Having just released my GWT.Progressive library I had two very good reasons to write a syntax-highlighter that works by progressive-enhancement:

  1. I need good examples of progressive enhancement written in GWT using GWT.Progressive
  2. Those very same code-samples need syntax-highlighting to aid readability!

For this first attempt I'm not setting out to write the world's greatest syntax-highlighter. My aims are more modest: merely to illustrate the GWT.Progressive library and add basic syntax-highlighting (Java) capabilities to my blog.

The syntax-highlighter will work as follows:

  1. After the page is loaded, identify <pre><code> ... </code></pre> blocks on my blog.
  2. Try to ascertain if the text in the block is Java, or a similar language (e.g. JavaScript).
  3. Mark keywords, literals, comments, and a few other choice elements using inline html markup to add css classes, allowing the actual colours and styles to be selected independently of the process of identify the parts to highlight.

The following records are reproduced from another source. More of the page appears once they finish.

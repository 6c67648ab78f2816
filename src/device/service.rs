use std::future::pending;
use futures::channel::mpsc::{channel, Sender};
use futures::channel::oneshot;
use futures::{SinkExt, StreamExt};
use log::{debug, info};
use tokio::spawn;
use tokio::task::JoinHandle;
use tokio::time::{sleep_until, Instant};
use tokio_util::sync::CancellationToken;

use crate::device::manager::SessionManager;
use crate::device::radio::LinkInbox;
use crate::error::SessionError;

pub enum SessionCommand {
    StartScan {
        simulated: bool,
        reply: oneshot::Sender<Result<(), SessionError>>,
    },
    Poll,
    Disconnect,
    Close,
}

/// Cheap to clone handle to a running `session_service`.
#[derive(Clone)]
pub struct SessionHandle {
    sender: Sender<SessionCommand>,
}

impl SessionHandle {
    async fn send(&mut self, command: SessionCommand) -> Result<(), SessionError> {
        self.sender.send(command).await.map_err(|_| SessionError::ServiceStopped)
    }

    /// Returns once the new session has been started, so that `RadioUnavailable` reaches the
    /// caller directly.
    pub async fn start_scan(&mut self, simulated: bool) -> Result<(), SessionError> {
        let (reply, response) = oneshot::channel();
        self.send(SessionCommand::StartScan { simulated, reply }).await?;
        response.await.map_err(|_| SessionError::ServiceStopped)?
    }

    pub async fn poll(&mut self) -> Result<(), SessionError> {
        self.send(SessionCommand::Poll).await
    }

    pub async fn disconnect(&mut self) -> Result<(), SessionError> {
        self.send(SessionCommand::Disconnect).await
    }

    pub async fn close(&mut self) -> Result<(), SessionError> {
        self.send(SessionCommand::Close).await
    }
}

/// Sleeps until `deadline`, or forever if there is none.
pub async fn wait_until(deadline: Option<Instant>) {
    match deadline {
        Some(deadline) => sleep_until(deadline).await,
        None => pending::<()>().await,
    }
}

fn execute(manager: &mut SessionManager, command: SessionCommand) {
    match command {
        SessionCommand::StartScan { simulated, reply } => {
            let result = manager.start_scan(simulated);
            if reply.send(result).is_err() {
                debug!("Caller of start_scan is gone");
            }
        },
        SessionCommand::Poll => {
            // failures have already been reported as events
            if let Err(err) = manager.poll() {
                debug!("Poll failed: {}", err);
            }
        },
        SessionCommand::Disconnect => manager.disconnect(),
        SessionCommand::Close => manager.close(),
    }
}

/// Runs the manager on its own task. This task is the only one that ever touches the manager, so
/// commands, link events and timeouts are handled strictly one after the other.
pub fn session_service(cancel: CancellationToken, mut manager: SessionManager, mut inbox: LinkInbox) -> (SessionHandle, JoinHandle<()>) {
    let (sender, mut receiver) = channel::<SessionCommand>(16);

    let handle = spawn(async move {
        'mainloop: loop {
            let deadline = manager.deadline();

            tokio::select! {
                _ = cancel.cancelled() => {
                    break 'mainloop;
                },
                command = receiver.next() => match command {
                    Some(command) => execute(&mut manager, command),
                    None => break 'mainloop,
                },
                Some(tagged) = inbox.next() => {
                    manager.dispatch(tagged);
                },
                _ = wait_until(deadline) => {
                    manager.tick(Instant::now());
                },
            }
        }

        manager.close();
        info!("Session service stopped");
    });

    (SessionHandle { sender }, handle)
}

#[cfg(test)]
mod tests {
    use futures::channel::mpsc::unbounded;
    use super::*;
    use crate::config::types::DeviceConfig;
    use crate::device::manager::EventEnvelope;
    use crate::device::radio::{LinkEventSender, RadioLink, RadioProvider};
    use crate::device::types::DeviceEvent;
    use crate::error::DeviceError;

    struct NoRadio;

    impl RadioProvider for NoRadio {
        fn open(&mut self, _events: LinkEventSender) -> Result<Box<dyn RadioLink>, DeviceError> {
            Err(DeviceError::AdapterUnavailable)
        }
    }

    #[tokio::test]
    async fn commands_are_executed_in_order() {
        let (sink, mut events) = unbounded::<EventEnvelope>();
        let (manager, inbox) = SessionManager::new(DeviceConfig::default(), Box::new(NoRadio), Box::new(sink));
        let cancel = CancellationToken::new();
        let (mut handle, join) = session_service(cancel.clone(), manager, inbox);

        assert!(handle.start_scan(false).await.unwrap_err().is_radio_unavailable());

        handle.start_scan(true).await.unwrap();
        handle.poll().await.unwrap();
        handle.disconnect().await.unwrap();

        assert!(matches!(events.next().await.unwrap().event, DeviceEvent::Connected { .. }));
        assert!(matches!(events.next().await.unwrap().event, DeviceEvent::ValueAvailable { .. }));
        assert!(matches!(events.next().await.unwrap().event, DeviceEvent::NotConnected { .. }));

        cancel.cancel();
        join.await.unwrap();
        assert!(matches!(handle.poll().await, Err(SessionError::ServiceStopped)));
    }
}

The script that kicks this off is loaded by the very last line in the html body of each page on my blog:

<script 
  type="text/javascript" language="javascript" 
  src="blog/blog.nocache.js">
</script>

The Java class that uses the GWT.Progressive library to scan for <pre><code> blocks is, in full, as follows:

package com.sjl.blog.client.syntax;

import com.google.gwt.core.client.*;
import com.google.gwt.dom.client.*;
import com.knowledgeview.gwt.activator.client.*;
import com.knowledgeview.gwt.activator.client.widgets.*;

@RootBinding(tag="code")
public class Code extends BoundRootPanel {
    interface MyActivator extends ElementActivator<Code>{}
    static MyActivator activator = GWT.create(MyActivator.class);

    static JavaSyntaxHighlighter highlighter = 
        new JavaSyntaxHighlighter();

    public Code(Element anElement) {
        setElement(activator.activate(this, anElement));

        if (isJavaCode(getElement().getInnerText())) {
            getElement().setInnerHTML(
                highlighter.highlight(getElement().getInnerText()));
        }
    }

    private boolean isJavaCode(String aString) {
        return !aString.trim().startsWith("<");
    }
}

The GWT module descriptor looks like this:

<module rename-to="blog">
  <inherits name="com.google.gwt.user.User"/>
  <inherits name="com.google.gwt.user.Debug"/>

  <inherits name="com.sjl.gwt.progressive.Progressive"/>
  <entry-point class="com.sjl.blog.client.BlogApplication" />

      <!-- allows the script to be used cross domain -->
  <add-linker name="xs" />
</module>

I will take the time to write a better highlighter some time in the future (using ANTLR or similar to generate a parser), but for now I knocked up a simple version using regular expressions.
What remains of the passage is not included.